__TASK BRIEF__. Using the material that follows, output exactly the lines from the one containing "self.binding.is_bound()" through the one containing "pub fn set_packet_size(&mut", with both ends kept.

__TASK MATERIAL__.

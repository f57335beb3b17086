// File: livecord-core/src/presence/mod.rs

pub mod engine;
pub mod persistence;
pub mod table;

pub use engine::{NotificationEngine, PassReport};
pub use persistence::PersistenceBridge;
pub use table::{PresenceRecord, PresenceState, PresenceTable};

==

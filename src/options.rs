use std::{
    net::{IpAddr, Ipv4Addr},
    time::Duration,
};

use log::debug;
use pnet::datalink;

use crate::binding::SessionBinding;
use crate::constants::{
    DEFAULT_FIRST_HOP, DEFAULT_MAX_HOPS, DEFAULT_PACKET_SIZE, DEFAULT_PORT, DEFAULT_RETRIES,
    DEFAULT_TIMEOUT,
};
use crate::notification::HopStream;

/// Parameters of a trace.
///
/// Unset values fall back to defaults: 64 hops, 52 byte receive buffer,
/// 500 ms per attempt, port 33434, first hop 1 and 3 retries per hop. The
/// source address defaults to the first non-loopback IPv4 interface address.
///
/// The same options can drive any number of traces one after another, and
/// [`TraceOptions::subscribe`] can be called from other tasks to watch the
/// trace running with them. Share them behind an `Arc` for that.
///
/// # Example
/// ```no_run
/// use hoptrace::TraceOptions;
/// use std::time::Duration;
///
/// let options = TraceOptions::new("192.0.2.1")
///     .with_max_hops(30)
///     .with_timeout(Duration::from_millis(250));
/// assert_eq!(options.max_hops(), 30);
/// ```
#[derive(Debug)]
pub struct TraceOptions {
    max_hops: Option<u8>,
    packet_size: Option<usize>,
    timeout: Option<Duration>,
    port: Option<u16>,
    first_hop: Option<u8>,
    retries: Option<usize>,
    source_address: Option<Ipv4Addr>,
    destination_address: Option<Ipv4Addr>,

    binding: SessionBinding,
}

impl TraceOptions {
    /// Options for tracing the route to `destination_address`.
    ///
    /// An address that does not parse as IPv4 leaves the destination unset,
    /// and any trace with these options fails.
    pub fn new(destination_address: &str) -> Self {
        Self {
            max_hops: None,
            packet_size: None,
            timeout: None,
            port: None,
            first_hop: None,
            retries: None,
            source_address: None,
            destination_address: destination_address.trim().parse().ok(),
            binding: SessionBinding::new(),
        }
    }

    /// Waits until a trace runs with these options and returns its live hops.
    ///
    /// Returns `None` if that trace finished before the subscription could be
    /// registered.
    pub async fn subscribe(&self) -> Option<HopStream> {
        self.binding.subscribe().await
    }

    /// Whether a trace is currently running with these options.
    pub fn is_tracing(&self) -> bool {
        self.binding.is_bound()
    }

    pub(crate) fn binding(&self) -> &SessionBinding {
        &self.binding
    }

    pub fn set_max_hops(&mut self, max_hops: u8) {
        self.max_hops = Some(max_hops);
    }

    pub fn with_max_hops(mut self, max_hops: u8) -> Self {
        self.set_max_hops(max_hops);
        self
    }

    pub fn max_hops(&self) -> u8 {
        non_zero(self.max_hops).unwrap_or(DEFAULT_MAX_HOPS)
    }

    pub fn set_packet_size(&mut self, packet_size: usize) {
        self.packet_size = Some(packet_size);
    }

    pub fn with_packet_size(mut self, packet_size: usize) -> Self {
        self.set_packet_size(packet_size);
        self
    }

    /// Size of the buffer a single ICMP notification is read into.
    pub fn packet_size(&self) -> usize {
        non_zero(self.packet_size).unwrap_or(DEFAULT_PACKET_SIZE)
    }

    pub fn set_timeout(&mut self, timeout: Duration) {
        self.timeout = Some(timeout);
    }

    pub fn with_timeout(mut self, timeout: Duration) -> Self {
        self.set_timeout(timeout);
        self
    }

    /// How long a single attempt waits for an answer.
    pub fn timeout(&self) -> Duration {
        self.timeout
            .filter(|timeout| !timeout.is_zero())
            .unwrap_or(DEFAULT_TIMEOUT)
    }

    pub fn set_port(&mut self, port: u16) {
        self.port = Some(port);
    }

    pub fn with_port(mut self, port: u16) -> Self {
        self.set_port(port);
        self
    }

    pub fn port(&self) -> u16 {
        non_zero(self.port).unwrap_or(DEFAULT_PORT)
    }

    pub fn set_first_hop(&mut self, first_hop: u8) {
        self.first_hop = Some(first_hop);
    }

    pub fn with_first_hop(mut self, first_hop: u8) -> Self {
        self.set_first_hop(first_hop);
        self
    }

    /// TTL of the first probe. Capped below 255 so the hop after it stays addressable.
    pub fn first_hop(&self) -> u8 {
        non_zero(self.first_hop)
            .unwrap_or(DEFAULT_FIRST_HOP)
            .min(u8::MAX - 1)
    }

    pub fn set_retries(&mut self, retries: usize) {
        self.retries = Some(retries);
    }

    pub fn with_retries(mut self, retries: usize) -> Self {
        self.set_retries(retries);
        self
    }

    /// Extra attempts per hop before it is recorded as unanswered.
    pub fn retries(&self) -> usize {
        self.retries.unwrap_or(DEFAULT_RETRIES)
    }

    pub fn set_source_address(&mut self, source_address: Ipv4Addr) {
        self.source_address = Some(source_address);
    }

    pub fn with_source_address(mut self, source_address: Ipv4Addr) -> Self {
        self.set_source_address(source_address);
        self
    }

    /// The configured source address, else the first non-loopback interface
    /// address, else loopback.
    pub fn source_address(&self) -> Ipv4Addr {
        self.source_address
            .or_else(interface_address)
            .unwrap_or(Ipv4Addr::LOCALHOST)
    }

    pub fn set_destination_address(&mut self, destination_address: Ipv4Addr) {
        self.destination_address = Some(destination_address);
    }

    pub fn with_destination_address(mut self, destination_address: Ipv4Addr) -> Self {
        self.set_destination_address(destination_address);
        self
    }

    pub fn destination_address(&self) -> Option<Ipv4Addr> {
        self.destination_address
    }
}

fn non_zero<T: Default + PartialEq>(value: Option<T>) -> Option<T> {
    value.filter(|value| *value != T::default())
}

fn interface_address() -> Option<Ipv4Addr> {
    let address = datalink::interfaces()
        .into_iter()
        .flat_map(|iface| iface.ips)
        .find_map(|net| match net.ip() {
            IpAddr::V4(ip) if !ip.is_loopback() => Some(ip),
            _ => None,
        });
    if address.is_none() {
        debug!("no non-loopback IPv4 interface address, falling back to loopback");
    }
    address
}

__RESULT OF THIS TASK__.
        self.binding.is_bound()
    }

    pub(crate) fn binding(&self) -> &SessionBinding {
        &self.binding
    }

    pub fn set_max_hops(&mut self, max_hops: u8) {
        self.max_hops = Some(max_hops);
    }

    pub fn with_max_hops(mut self, max_hops: u8) -> Self {
        self.set_max_hops(max_hops);
        self
    }

    pub fn max_hops(&self) -> u8 {
        non_zero(self.max_hops).unwrap_or(DEFAULT_MAX_HOPS)
    }

    pub fn set_packet_size(&mut self, packet_size: usize) {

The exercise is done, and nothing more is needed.